Ainsi, dans un article paru dans la revue universitaire Éthique publique, et qui portait sur la crise des accommodements raisonnables, et plus directement, sur la réaction populaire particulièrement négative à propos du jugement sur le kirpan – jugement qui permettait le port du kirpan à l’école par un jeune sikh, au nom de l’obligation d’accommodement raisonnable, Leroux écrivait :

«L’exemple de la réaction populaire au jugement de la cour suprême sur le kirpan montre que la société est moins sensible aux principes du pluralisme qu’au spectre d’une généralisation de l’accommodement, conduisant à une forme de démission de la culture de la majorité. […] Le mécanisme stimulé par cet imaginaire se laisse rapidement, et sans résistance, corrompre par la xénophobie, qui apparaît à la fois comme la solution simple aux tensions identitaires et comme une réaction de saine défense à l’égard des dérives du multiculturalisme. Si les principes politiques du pluralisme ne sont pas promus, voire activement défendus, dans une situation de stress identitaire, et si la tolérance n’apparaît plus comme une vertu, mais comme une lâcheté, on peut prévoir que les réactions défensives ne trouveront aucun obstacle sur leur chemin. Présentées comme naturelles, ces réactions susciteront la formulation de politiques conservatrices au nom de la protection de la majorité». (référence : Georges Leroux, «Tolérance et accommodement.
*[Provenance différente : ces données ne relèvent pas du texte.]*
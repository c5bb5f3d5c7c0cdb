use bitflags::bitflags;

use crate::{
    constants::{CFG_RST_PAYLOAD_LEN, UBX_CLASS_CFG, UBX_ID_CFG_RST},
    error::FrameError,
    frame::{frame_into_array, MemWriter},
    UbxPacketCreator, UbxPacketMeta,
};

/// Reset Receiver / Clear Backup Data Structures
pub struct CfgRst;

impl UbxPacketMeta for CfgRst {
    const CLASS: u8 = UBX_CLASS_CFG;
    const ID: u8 = UBX_ID_CFG_RST;
    const PAYLOAD_LEN: u16 = CFG_RST_PAYLOAD_LEN;
}

/// Struct that is used to construct [`CfgRst`] frames
#[cfg_attr(feature = "serde", derive(serde::Serialize, serde::Deserialize))]
#[derive(Debug, Clone, Copy, PartialEq, Eq)]
pub struct CfgRstBuilder {
    /// Battery backed RAM sections to clear
    pub nav_bbr_mask: NavBbrMask,
    /// Reset Type
    pub reset_mode: ResetMode,
}

impl CfgRstBuilder {
    pub const PACKET_LEN: usize = CFG_RST_PAYLOAD_LEN as usize + 8;

    /// Clear all backup data. Presets restart the GNSS part only (reset mode 0x02)
    pub fn cold_start() -> Self {
        Self::with_mask(NavBbrPredefinedMask::COLD_START)
    }

    /// Clear ephemeris only
    pub fn warm_start() -> Self {
        Self::with_mask(NavBbrPredefinedMask::WARM_START)
    }

    /// Keep all backup data
    pub fn hot_start() -> Self {
        Self::with_mask(NavBbrPredefinedMask::HOT_START)
    }

    fn with_mask(mask: NavBbrPredefinedMask) -> Self {
        Self {
            nav_bbr_mask: mask.into(),
            reset_mode: ResetMode::ControlledSoftwareResetGpsOnly,
        }
    }

    #[inline]
    pub fn into_packet_bytes(self) -> [u8; Self::PACKET_LEN] {
        let mask = self.nav_bbr_mask.bits().to_le_bytes();
        let payload = [mask[0], mask[1], self.reset_mode.into_raw(), 0];
        frame_into_array::<CfgRst, { CfgRstBuilder::PACKET_LEN }>(&payload)
    }
}

impl From<CfgRstBuilder> for [u8; CfgRstBuilder::PACKET_LEN] {
    fn from(x: CfgRstBuilder) -> Self {
        x.into_packet_bytes()
    }
}

impl UbxPacketCreator for CfgRstBuilder {
    #[inline]
    fn create_packet<T: MemWriter>(self, out: &mut T) -> Result<(), FrameError> {
        let bytes = self.into_packet_bytes();
        out.reserve_allocate(bytes.len())?;
        out.write(&bytes)?;
        Ok(())
    }
}

bitflags! {
    /// Battery backed RAM sections to clear
    #[cfg_attr(feature = "serde", derive(serde::Serialize, serde::Deserialize))]
    #[cfg_attr(feature = "serde", serde(transparent))]
    #[derive(Default, Debug, Clone, Copy, PartialEq, Eq, Hash)]
    pub struct NavBbrMask: u16 {
        const EPHEMERIS = 1;
        const ALMANAC = 2;
        const HEALTH = 4;
        const KLOBUCHAR = 8;
        const POSITION = 16;
        const CLOCK_DRIFT = 32;
        const OSCILLATOR_PARAMETER = 64;
        const UTC_CORRECTION_PARAMETERS = 0x80;
        const RTC = 0x100;
        const SFDR_PARAMETERS = 0x800;
        const SFDR_VEHICLE_MONITORING_PARAMETERS = 0x1000;
        const TCT_PARAMETERS = 0x2000;
        const AUTONOMOUS_ORBIT_PARAMETERS = 0x8000;

        const _ = !0;
    }
}

/// Predefined values for `NavBbrMask`
#[derive(Clone, Copy, Debug)]
#[repr(transparent)]
pub struct NavBbrPredefinedMask(u16);

impl From<NavBbrPredefinedMask> for NavBbrMask {
    fn from(x: NavBbrPredefinedMask) -> Self {
        Self::from_bits_retain(x.0)
    }
}

impl NavBbrPredefinedMask {
    pub const HOT_START: NavBbrPredefinedMask = NavBbrPredefinedMask(0);
    pub const WARM_START: NavBbrPredefinedMask = NavBbrPredefinedMask(1);
    pub const COLD_START: NavBbrPredefinedMask = NavBbrPredefinedMask(0xFFFF);
}

/// Reset Type
#[cfg_attr(feature = "serde", derive(serde::Serialize, serde::Deserialize))]
#[repr(u8)]
#[derive(Clone, Copy, Debug, PartialEq, Eq)]
pub enum ResetMode {
    /// Hardware reset (Watchdog) immediately
    HardwareResetImmediately = 0,
    ControlledSoftwareReset = 0x1,
    /// Controlled software reset, GNSS only
    ControlledSoftwareResetGpsOnly = 0x02,
    /// Hardware reset (Watchdog) after shutdown (>=FW6.0)
    HardwareResetAfterShutdown = 0x04,
    ControlledGpsStop = 0x08,
    ControlledGpsStart = 0x09,
}

impl ResetMode {
    pub const fn into_raw(self) -> u8 {
        self as u8
    }
}

#[cfg(test)]
mod tests {
    use super::*;

    #[test]
    fn presets() {
        assert_eq!(
            CfgRstBuilder::cold_start().into_packet_bytes(),
            [0xB5, 0x62, 0x06, 0x04, 0x04, 0x00, 0xFF, 0xFF, 0x02, 0x00, 0x0E, 0x61]
        );
        assert_eq!(CfgRstBuilder::warm_start().nav_bbr_mask, NavBbrMask::EPHEMERIS);
        assert!(CfgRstBuilder::hot_start().nav_bbr_mask.is_empty());
    }

    #[test]
    fn mask_and_mode_layout() {
        let bytes: [u8; CfgRstBuilder::PACKET_LEN] = CfgRstBuilder {
            nav_bbr_mask: NavBbrMask::RTC | NavBbrMask::EPHEMERIS,
            reset_mode: ResetMode::ControlledGpsStart,
        }
        .into();
        assert_eq!(&bytes[6..10], &[0x01, 0x01, 0x09, 0x00]);
    }
}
Le pluralisme et les vertus de la démocratie», dans Éthique publique, vol.9, no1, printemps 2007, p.141).

Autrement dit, la société serait culturellement fermée. Elle serait portée vers la crispation identitaire. La majorité populaire serait traversée de préjugés hostiles à la «diversité» (la diversité est ici un mot codé pour évoquer le multiculturalisme sans en parler). S’opposer au multiculturalisme consisterait à flirter finalement avec un discours antidémocratique. Il faudrait donc administrer à la société québécoise une thérapie identitaire. La fonction de cette thérapie : convertir les consciences à l’idéologie de l’accommodement raisonnable au nom du respect de la «diversité». Leroux demandait donc à ECR de piloter cette transformation des mentalités. Il le faisait dans une plaquette consacrée à la promotion du cours, parue en 2007.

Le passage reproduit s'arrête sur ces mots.